Les algorithmes des réseaux sociaux, c’est de l’IA ?
Le but des réseaux sociaux, c’est de vous maintenir chez eux. C’est pourquoi, dès que vous avez vu une vidéo, ils vous en proposent une autre du même style. Le risque, c’est de vous enfermer dans vos propres goûts. Finalement, on vous propose ce qui vous conforte dans vos croyances. Le risque est que l’humain finisse par regarder le monde uniquement à travers de ce qu’il sait déjà. Ça pointe la responsabilité de ces entreprises pour qu’elles poussent vers une IA plus éthique. On ne se sortira pas des questions technologiques sans aborder les questions d’éducation et de société.
Et si chacun pouvait choisir son algorithme, son IA ?
On doit pouvoir penser global en respectant l’individu. Si on ne pense pas à l’intérêt général, on risque de faire des sociétés éminemment individualistes.
Quel est l’avenir le plus proche de l’IA ?
Ce qui va être de plus en plus prégnant, c’est tout ce qui concerne la consommation. Et ce n’est pas une bonne nouvelle. Autrement, l’IA va pénétrer le marché de l’emploi et de la formation de façon intéressante en aidant à développer les compétences pour occuper des métiers nouveaux qui n’existent pas encore. Et dans le domaine de la santé, il y aura beaucoup de choses.

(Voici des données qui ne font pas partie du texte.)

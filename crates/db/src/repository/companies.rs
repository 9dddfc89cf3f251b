//! Company CRUD operations.

use tracing::{debug, instrument};

use crate::executor::{from_row, Executor};
use crate::filters::CompanyFilter;
use crate::models::{Company, CompanyDetail, Job, NewCompany};
use crate::sql::{build_set_clause, FieldMap, SqlValue, UpdatePayload};
use crate::DbError;

/// External field → `companies` column, for fields whose names differ.
pub const COMPANY_FIELDS: FieldMap = FieldMap::new(&[
    ("numEmployees", "num_employees"),
    ("logoUrl", "logo_url"),
]);

const RETURNING: &str = r#"handle, name, description, num_employees AS "numEmployees", logo_url AS "logoUrl""#;

/// Insert a new company.
///
/// Returns `DbError::AlreadyExists` if the handle is taken. The existence
/// check and the insert are separate statements.
#[instrument(skip(db, company), fields(handle = %company.handle))]
pub async fn create(db: &dyn Executor, company: &NewCompany) -> Result<Company, DbError> {
    let duplicate = db
        .query(
            "SELECT handle FROM companies WHERE handle = $1",
            &[SqlValue::from(company.handle.as_str())],
        )
        .await?;
    if !duplicate.is_empty() {
        return Err(DbError::AlreadyExists(format!(
            "Duplicate company: {}",
            company.handle
        )));
    }

    let sql = format!(
        r#"
        INSERT INTO companies (handle, name, description, num_employees, logo_url)
        VALUES ($1, $2, $3, $4, $5)
        RETURNING {RETURNING}
        "#
    );
    let rows = db
        .query(
            &sql,
            &[
                SqlValue::from(company.handle.as_str()),
                company.name.as_str().into(),
                company.description.as_str().into(),
                company.num_employees.into(),
                company.logo_url.clone().into(),
            ],
        )
        .await?;

    let row = rows.into_iter().next().ok_or(sqlx::Error::RowNotFound)?;
    from_row(row)
}

/// Return every company matching `filter`, ordered by name.
#[instrument(skip(db))]
pub async fn find_all(db: &dyn Executor, filter: &CompanyFilter) -> Result<Vec<Company>, DbError> {
    let clause = filter.where_clause()?;
    let sql = format!(
        r#"
        SELECT {RETURNING}
        FROM companies
        {where_clause}
        ORDER BY name
        "#,
        where_clause = clause.fragment,
    );

    let rows = db.query(&sql, &clause.params).await?;
    debug!(count = rows.len(), "companies listed");
    rows.into_iter().map(from_row).collect()
}

/// Job columns of one `companies LEFT JOIN jobs` row.
#[derive(serde::Deserialize)]
#[serde(rename_all = "camelCase")]
struct JoinedJob {
    job_id: Option<i32>,
    job_title: Option<String>,
    job_salary: Option<i32>,
    job_equity: Option<rust_decimal::Decimal>,
}

/// Fetch a single company and its jobs.
///
/// `jobs` is empty (not absent) for a company without postings.
#[instrument(skip(db))]
pub async fn get(db: &dyn Executor, handle: &str) -> Result<CompanyDetail, DbError> {
    let rows = db
        .query(
            r#"
            SELECT c.handle,
                   c.name,
                   c.description,
                   c.num_employees AS "numEmployees",
                   c.logo_url AS "logoUrl",
                   j.id AS "jobId",
                   j.title AS "jobTitle",
                   j.salary AS "jobSalary",
                   j.equity AS "jobEquity"
            FROM companies AS c
            LEFT OUTER JOIN jobs AS j ON j.company_handle = c.handle
            WHERE c.handle = $1
            ORDER BY j.id
            "#,
            &[SqlValue::from(handle)],
        )
        .await?;

    let first = rows
        .first()
        .cloned()
        .ok_or_else(|| DbError::NotFound(format!("No company: {handle}")))?;
    let company: Company = from_row(first.clone())?;

    // An outer join with no match still yields one row, with a null job id.
    let joined: JoinedJob = from_row(first)?;
    let jobs = if joined.job_id.is_none() {
        Vec::new()
    } else {
        let mut jobs = Vec::with_capacity(rows.len());
        for row in rows {
            let joined: JoinedJob = from_row(row)?;
            if let Some(id) = joined.job_id {
                jobs.push(Job {
                    id,
                    title: joined.job_title.unwrap_or_default(),
                    salary: joined.job_salary,
                    equity: joined.job_equity,
                    company_handle: company.handle.clone(),
                });
            }
        }
        jobs
    };

    Ok(CompanyDetail { company, jobs })
}

/// Apply a partial update to a company.
///
/// Returns `DbError::InvalidArgument` for an empty payload and
/// `DbError::NotFound` if no company has this handle.
#[instrument(skip(db, payload), fields(fields = payload.len()))]
pub async fn update(
    db: &dyn Executor,
    handle: &str,
    payload: &UpdatePayload,
) -> Result<Company, DbError> {
    let set = build_set_clause(payload, &COMPANY_FIELDS)?;
    let sql = format!(
        r#"
        UPDATE companies
        SET {set_cols}
        WHERE handle = ${handle_idx}
        RETURNING {RETURNING}
        "#,
        set_cols = set.fragment,
        handle_idx = set.next_placeholder(),
    );

    let mut params = set.params;
    params.push(handle.into());

    let row = db
        .query(&sql, &params)
        .await?
        .into_iter()
        .next()
        .ok_or_else(|| DbError::NotFound(format!("No company: {handle}")))?;
    from_row(row)
}

/// Permanently delete a company (its jobs cascade).
///
/// Returns `DbError::NotFound` if no row was deleted.
#[instrument(skip(db))]
pub async fn remove(db: &dyn Executor, handle: &str) -> Result<(), DbError> {
    let rows = db
        .query(
            "DELETE FROM companies WHERE handle = $1 RETURNING handle",
            &[SqlValue::from(handle)],
        )
        .await?;

    if rows.is_empty() {
        return Err(DbError::NotFound(format!("No company: {handle}")));
    }

    Ok(())
}
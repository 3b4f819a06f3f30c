//! HTTP API handlers

mod agent_config;
mod authorize;
mod health;
mod reconcile;
mod workspace;

use axum::{
    routing::{get, post, put},
    Router,
};
use tower_http::cors::{Any, CorsLayer};
use tower_http::trace::TraceLayer;

use crate::AppState;

/// Create the HTTP router with all routes
pub fn create_router(state: AppState) -> Router {
    let cors = CorsLayer::new()
        .allow_origin(Any)
        .allow_methods(Any)
        .allow_headers(Any);

    let api_routes = Router::new()
        // Health check
        .route("/health", get(health::health_check))
        // Proxy authorization
        .route("/workspaces/authorize", post(authorize::authorize))
        // Workspace routes
        .route("/workspaces", post(workspace::create_workspace))
        .route("/workspaces", get(workspace::list_workspaces))
        .route("/workspaces/{id}", get(workspace::get_workspace))
        .route("/workspaces/{id}/desired_state", put(workspace::update_desired_state))
        .route("/workspaces/{id}/agent_config", get(workspace::get_agent_config))
        .route("/workspaces/{id}/variables", get(workspace::list_variables))
        // Agent routes
        .route(
            "/agents/{agent_id}/workspaces_agent_config",
            put(agent_config::put_agent_config),
        )
        .route(
            "/agents/{agent_id}/workspaces_agent_config",
            get(agent_config::get_agent_config),
        )
        .route("/agents/{agent_id}/reconcile", post(reconcile::reconcile));

    Router::new()
        .nest("/api/v1", api_routes)
        .layer(TraceLayer::new_for_http())
        .layer(cors)
        .with_state(state)
}

#[cfg(test)]
mod tests {
    use std::sync::Arc;

    use axum::body::Body;
    use axum::http::{Method, Request, StatusCode};
    use serde_json::{json, Value};
    use tower::ServiceExt;

    use super::*;
    use crate::config::Config;
    use crate::infra::sqlite::create_test_pool;

    async fn router() -> Router {
        let pool = create_test_pool().await;
        let state = AppState::build(Arc::new(Config::default()), pool).unwrap();
        create_router(state)
    }

    async fn send(router: &Router, method: Method, uri: &str, body: Option<Value>) -> (StatusCode, Value) {
        let request = Request::builder()
            .method(method)
            .uri(uri)
            .header("content-type", "application/json");
        let request = match body {
            Some(body) => request.body(Body::from(body.to_string())),
            None => request.body(Body::empty()),
        }
        .unwrap();

        let response = router.clone().oneshot(request).await.unwrap();
        let status = response.status();
        let bytes = axum::body::to_bytes(response.into_body(), usize::MAX)
            .await
            .unwrap();
        let json = if bytes.is_empty() {
            Value::Null
        } else {
            serde_json::from_slice(&bytes).unwrap()
        };
        (status, json)
    }

    async fn setup_agent(router: &Router, per_user_quota: i64) {
        let (status, _) = send(
            router,
            Method::PUT,
            "/api/v1/agents/1/workspaces_agent_config",
            Some(json!({
                "enabled": true,
                "dns_zone": "ws.example.com",
                "workspaces_per_user_quota": per_user_quota,
            })),
        )
        .await;
        assert_eq!(status, StatusCode::OK);
    }

    async fn create_workspace(router: &Router, user_id: i64) -> (StatusCode, Value) {
        send(
            router,
            Method::POST,
            "/api/v1/workspaces",
            Some(json!({
                "user_id": user_id,
                "project_id": 3,
                "cluster_agent_id": 1,
                "devfile": "schemaVersion: 2.2.0",
                "variables": [{ "key": "TOKEN", "value": "abc" }],
            })),
        )
        .await
    }

    #[tokio::test]
    async fn test_health() {
        let router = router().await;
        let (status, body) = send(&router, Method::GET, "/api/v1/health", None).await;
        assert_eq!(status, StatusCode::OK);
        assert_eq!(body["status"], "ok");
    }

    #[tokio::test]
    async fn test_create_then_authorize() {
        let router = router().await;
        setup_agent(&router, -1).await;

        let (status, workspace) = create_workspace(&router, 123).await;
        assert_eq!(status, StatusCode::CREATED);
        assert_eq!(workspace["desired_state"], "Running");
        assert_eq!(workspace["actual_state"], "CreationRequested");
        let name = workspace["name"].as_str().unwrap().to_string();
        let id = workspace["id"].as_i64().unwrap();

        let (status, body) = send(
            &router,
            Method::POST,
            "/api/v1/workspaces/authorize",
            Some(json!({
                "workspace_host": format!("60001-{}.ws.example.com", name),
                "user_id": 123,
            })),
        )
        .await;
        assert_eq!(status, StatusCode::OK);
        assert_eq!(
            body,
            json!({
                "status": "success",
                "payload": {
                    "status": "AUTHORIZED",
                    "info": { "port": "60001", "workspace_id": id }
                }
            })
        );

        let (status, body) = send(
            &router,
            Method::POST,
            "/api/v1/workspaces/authorize",
            Some(json!({ "workspace_host": "workspace.example.com", "user_id": 123 })),
        )
        .await;
        assert_eq!(status, StatusCode::OK);
        assert_eq!(
            body,
            json!({ "status": "success", "payload": { "status": "INVALID_HOST", "info": {} } })
        );
    }

    #[tokio::test]
    async fn test_quota_exceeded() {
        let router = router().await;
        setup_agent(&router, 1).await;

        let (status, _) = create_workspace(&router, 7).await;
        assert_eq!(status, StatusCode::CREATED);

        let (status, body) = create_workspace(&router, 7).await;
        assert_eq!(status, StatusCode::UNPROCESSABLE_ENTITY);
        assert_eq!(body["code"], 2003);
    }

    #[tokio::test]
    async fn test_desired_state_and_variables() {
        let router = router().await;
        setup_agent(&router, -1).await;
        let (_, workspace) = create_workspace(&router, 7).await;
        let id = workspace["id"].as_i64().unwrap();

        let uri = format!("/api/v1/workspaces/{}/desired_state", id);
        let (status, body) = send(
            &router,
            Method::PUT,
            &uri,
            Some(json!({ "desired_state": "Terminated" })),
        )
        .await;
        assert_eq!(status, StatusCode::OK);
        assert_eq!(body["desired_state"], "Terminated");

        let (status, body) = send(
            &router,
            Method::PUT,
            &uri,
            Some(json!({ "desired_state": "Running" })),
        )
        .await;
        assert_eq!(status, StatusCode::CONFLICT);
        assert_eq!(body["code"], 2004);

        let (status, body) = send(
            &router,
            Method::GET,
            &format!("/api/v1/workspaces/{}/variables", id),
            None,
        )
        .await;
        assert_eq!(status, StatusCode::OK);
        assert_eq!(body["variables"][0]["key"], "TOKEN");
        assert_eq!(body["variables"][0]["value"], "abc");
        assert_eq!(body["variables"][0]["variable_type"], "environment");
    }

    #[tokio::test]
    async fn test_agent_config_and_reconcile() {
        let router = router().await;

        let (status, body) = send(
            &router,
            Method::GET,
            "/api/v1/agents/1/workspaces_agent_config",
            None,
        )
        .await;
        assert_eq!(status, StatusCode::NOT_FOUND);
        assert_eq!(body["code"], 3001);

        setup_agent(&router, -1).await;
        setup_agent(&router, 5).await;
        let (status, body) = send(
            &router,
            Method::GET,
            "/api/v1/agents/1/workspaces_agent_config",
            None,
        )
        .await;
        assert_eq!(status, StatusCode::OK);
        assert_eq!(body["versions_count"], 1);
        assert_eq!(body["workspaces_per_user_quota"], 5);

        let (_, workspace) = create_workspace(&router, 7).await;
        let (status, body) = send(
            &router,
            Method::GET,
            &format!("/api/v1/workspaces/{}/agent_config", workspace["id"]),
            None,
        )
        .await;
        assert_eq!(status, StatusCode::OK);
        assert_eq!(body["workspaces_agent_config_version"], 1);
        assert_eq!(body["from_history"], false);

        let (status, body) = send(
            &router,
            Method::POST,
            "/api/v1/agents/1/reconcile",
            Some(json!({
                "update_type": "full",
                "workspace_agent_infos": [
                    { "name": workspace["name"], "actual_state": "Starting" }
                ],
            })),
        )
        .await;
        assert_eq!(status, StatusCode::OK);
        let infos = body["workspace_rails_infos"].as_array().unwrap();
        assert_eq!(infos.len(), 1);
        assert_eq!(infos[0]["actual_state"], "Starting");
        assert_eq!(infos[0]["include_all_resources"], true);
    }

    #[tokio::test]
    async fn test_unknown_workspace() {
        let router = router().await;
        let (status, body) = send(&router, Method::GET, "/api/v1/workspaces/99", None).await;
        assert_eq!(status, StatusCode::NOT_FOUND);
        assert_eq!(body["code"], 2001);
    }

    #[tokio::test]
    async fn test_duplicate_variable_keys_are_rejected() {
        let router = router().await;
        setup_agent(&router, -1).await;

        let (status, body) = send(
            &router,
            Method::POST,
            "/api/v1/workspaces",
            Some(json!({
                "user_id": 7,
                "project_id": 3,
                "cluster_agent_id": 1,
                "devfile": "schemaVersion: 2.2.0",
                "variables": [
                    { "key": "TOKEN", "value": "a" },
                    { "key": "TOKEN", "value": "b" }
                ],
            })),
        )
        .await;
        assert_eq!(status, StatusCode::BAD_REQUEST);
        assert_eq!(body["code"], 1002);
    }
}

Quel est votre film préféré ?
Le premier Blade Runner. C’est un summum d’esthétisme avec la musique de Vangelis et des acteurs extraordinaires. Avec beaucoup de questions passionnantes : qu’est ce qui compte pour aimer quelqu’un ? Et que se passerait-il si on connaissait notre date de péremption ?
Génération I.A. 80 films et séries pour décrypter l’intelligence artificielle, Ed. E/P/A. 216 pages. 35 €.